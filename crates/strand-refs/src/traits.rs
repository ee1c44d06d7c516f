//! The [`ReferenceRegistry`] trait defining the reference boundary.

use strand_types::{Reference, ResourceType};

use crate::error::{RefError, Result};
use crate::format::{decode_reference, encode_reference, validate_reference};

/// Registry of resource types that references may point at.
///
/// The registry owns the canonical reference format. Implementations must be
/// thread-safe (`Send + Sync`): one registry is typically shared by every
/// session in a process, while each session is used by a single thread.
pub trait ReferenceRegistry: Send + Sync {
    /// Returns `Ok(true)` if `ty` is a registered resource type.
    fn is_registered(&self, ty: &ResourceType) -> Result<bool>;

    /// Decode a canonical reference string into an unresolved reference.
    ///
    /// Fails if the string is malformed or names an unregistered type.
    fn resolve(&self, value: &str) -> Result<Reference> {
        let reference = decode_reference(value)?;
        if !self.is_registered(reference.target())? {
            return Err(RefError::UnknownType {
                name: reference.target().to_string(),
            });
        }
        Ok(reference)
    }

    /// Encode a reference in canonical form.
    ///
    /// Fails if the reference would not decode back to itself or names an
    /// unregistered type, so every string this returns is accepted by
    /// [`resolve`](Self::resolve).
    fn canonicalize(&self, reference: &Reference) -> Result<String> {
        validate_reference(reference)?;
        if !self.is_registered(reference.target())? {
            return Err(RefError::UnknownType {
                name: reference.target().to_string(),
            });
        }
        Ok(encode_reference(reference))
    }
}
★ ★ ★ ★ ★
■ What to work on
Repeat exactly the lines above from the one with "repository ee1c44d06d7c516f" up to and including the one with "Implementations must be". No other line belongs in the reply.

■ Answer for this exercise
repository ee1c44d06d7c516f
//! The [`ReferenceRegistry`] trait defining the reference boundary.

use strand_types::{Reference, ResourceType};

use crate::error::{RefError, Result};
use crate::format::{decode_reference, encode_reference, validate_reference};

/// Registry of resource types that references may point at.
///
/// The registry owns the canonical reference format. Implementations must be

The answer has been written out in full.